--- START ---
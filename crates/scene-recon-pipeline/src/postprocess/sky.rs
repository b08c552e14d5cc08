//! Sky segmentation.

use std::collections::VecDeque;

use anyhow::Result;

use scene_recon_core::{Grid, Real, Rgb, RgbGrid};

/// Produces a per-pixel sky mask for an image.
pub trait SkySegmenter {
    fn segment(&self, image: &RgbGrid) -> Result<Grid<bool>>;
}

/// Colour-heuristic sky detector.
///
/// A pixel is sky-coloured when it is bluish and bright enough, or bright
/// with low saturation. The raw mask is cleaned with a morphological
/// opening, then only the large connected regions are kept.
#[derive(Debug, Clone, PartialEq)]
pub struct HsvSkySegmenter {
    /// Accepted hue range in degrees.
    pub hue_range: (Real, Real),
    /// Minimum value (0..=255) for bluish pixels.
    pub min_blue_value: Real,
    /// `(max saturation, min value)` rules for whitish sky, both on 0..=255.
    pub whitish: Vec<(Real, Real)>,
    /// Side of the square opening kernel.
    pub kernel: usize,
    /// Regions smaller than this fraction of the largest one are dropped.
    pub min_region_fraction: Real,
}

impl Default for HsvSkySegmenter {
    fn default() -> Self {
        Self {
            hue_range: (180.0, 240.0),
            min_blue_value: 100.0,
            whitish: vec![(10.0, 150.0), (30.0, 180.0), (50.0, 220.0)],
            kernel: 5,
            min_region_fraction: 0.5,
        }
    }
}

/// `(hue in degrees, saturation 0..=255, value 0..=255)`.
fn hsv([r, g, b]: Rgb) -> (Real, Real, Real) {
    let (r, g, b) = (r as Real, g as Real, b as Real);
    let max = r.max(g).max(b);
    let min = r.min(g).min(b);
    let delta = max - min;
    let sat = if max > 0.0 { 255.0 * delta / max } else { 0.0 };
    let hue = if delta == 0.0 {
        0.0
    } else if max == r {
        60.0 * ((g - b) / delta).rem_euclid(6.0)
    } else if max == g {
        60.0 * ((b - r) / delta + 2.0)
    } else {
        60.0 * ((r - g) / delta + 4.0)
    };
    (hue, sat, max)
}

impl HsvSkySegmenter {
    fn is_sky_colour(&self, px: Rgb) -> bool {
        let (h, s, v) = hsv(px);
        let bluish = h >= self.hue_range.0 && h <= self.hue_range.1 && v >= self.min_blue_value;
        bluish || self.whitish.iter().any(|&(max_s, min_v)| s < max_s && v > min_v)
    }
}

impl SkySegmenter for HsvSkySegmenter {
    fn segment(&self, image: &RgbGrid) -> Result<Grid<bool>> {
        let raw = image.map(|&px| self.is_sky_colour(px));
        let opened = dilate(&erode(&raw, self.kernel), self.kernel);
        Ok(keep_large_regions(&opened, self.min_region_fraction))
    }
}

/// Binary erosion with a `k×k` square; outside the image counts as `false`.
fn erode(mask: &Grid<bool>, k: usize) -> Grid<bool> {
    let r = (k / 2) as isize;
    let (w, h) = mask.size();
    Grid::from_fn(w, h, |x, y| {
        (-r..=r).all(|dy| {
            (-r..=r).all(|dx| {
                let (nx, ny) = (x as isize + dx, y as isize + dy);
                nx >= 0
                    && ny >= 0
                    && (nx as usize) < w
                    && (ny as usize) < h
                    && mask[(nx as usize, ny as usize)]
            })
        })
    })
}

fn dilate(mask: &Grid<bool>, k: usize) -> Grid<bool> {
    let r = (k / 2) as isize;
    let (w, h) = mask.size();
    Grid::from_fn(w, h, |x, y| {
        (-r..=r).any(|dy| {
            (-r..=r).any(|dx| {
                let (nx, ny) = (x as isize + dx, y as isize + dy);
                nx >= 0
                    && ny >= 0
                    && (nx as usize) < w
                    && (ny as usize) < h
                    && mask[(nx as usize, ny as usize)]
            })
        })
    })
}

/// Keep 8-connected regions larger than `fraction` of the largest region.
fn keep_large_regions(mask: &Grid<bool>, fraction: Real) -> Grid<bool> {
    let (w, h) = mask.size();
    let mut labels: Grid<usize> = Grid::filled(w, h, 0);
    let mut sizes = vec![0usize];
    let mut queue = VecDeque::new();

    for (x, y, &set) in mask.enumerate() {
        if !set || labels[(x, y)] != 0 {
            continue;
        }
        let label = sizes.len();
        let mut size = 0;
        labels[(x, y)] = label;
        queue.push_back((x, y));
        while let Some((cx, cy)) = queue.pop_front() {
            size += 1;
            for ny in cy.saturating_sub(1)..=(cy + 1).min(h - 1) {
                for nx in cx.saturating_sub(1)..=(cx + 1).min(w - 1) {
                    if mask[(nx, ny)] && labels[(nx, ny)] == 0 {
                        labels[(nx, ny)] = label;
                        queue.push_back((nx, ny));
                    }
                }
            }
        }
        sizes.push(size);
    }

    let largest = sizes.iter().copied().max().unwrap_or(0);
    let min_size = largest as Real * fraction;
    labels.map(|&l| l != 0 && sizes[l] as Real > min_size)
}

#[cfg(test)]
mod tests {
    use super::*;

    const SKY: Rgb = [90, 150, 230];
    const GROUND: Rgb = [90, 70, 40];

    #[test]
    fn hsv_matches_reference_values() {
        let (h, s, v) = hsv([0, 0, 255]);
        assert!((h - 240.0).abs() < 1e-9);
        assert!((s - 255.0).abs() < 1e-9);
        assert!((v - 255.0).abs() < 1e-9);
        assert_eq!(hsv([200, 200, 200]), (0.0, 0.0, 200.0));
    }

    #[test]
    fn upper_half_sky_is_detected() {
        let img = Grid::from_fn(20, 20, |_, y| if y < 10 { SKY } else { GROUND });
        let sky = HsvSkySegmenter::default().segment(&img).unwrap();
        assert!(sky[(10, 3)]);
        assert!(!sky[(10, 15)]);
        assert_eq!(sky.count(), 200);
    }

    #[test]
    fn small_speckles_are_removed() {
        let img = Grid::from_fn(20, 20, |x, y| if x == 5 && y == 15 { SKY } else { GROUND });
        let sky = HsvSkySegmenter::default().segment(&img).unwrap();
        assert_eq!(sky.count(), 0);
    }

    #[test]
    fn only_large_regions_survive() {
        let mut mask = Grid::filled(12, 4, false);
        for x in 0..6 {
            for y in 0..4 {
                mask[(x, y)] = true;
            }
        }
        mask[(10, 1)] = true;
        mask[(10, 2)] = true;
        let kept = keep_large_regions(&mask, 0.5);
        assert_eq!(kept.count(), 24);
        assert!(!kept[(10, 1)]);
    }
}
--- END ---
[What needs to be done]: Gather up the lines containing the word "than" from these records and copy them.

[Output of the exercise]:
    /// Regions smaller than this fraction of the largest one are dropped.
/// Keep 8-connected regions larger than `fraction` of the largest region.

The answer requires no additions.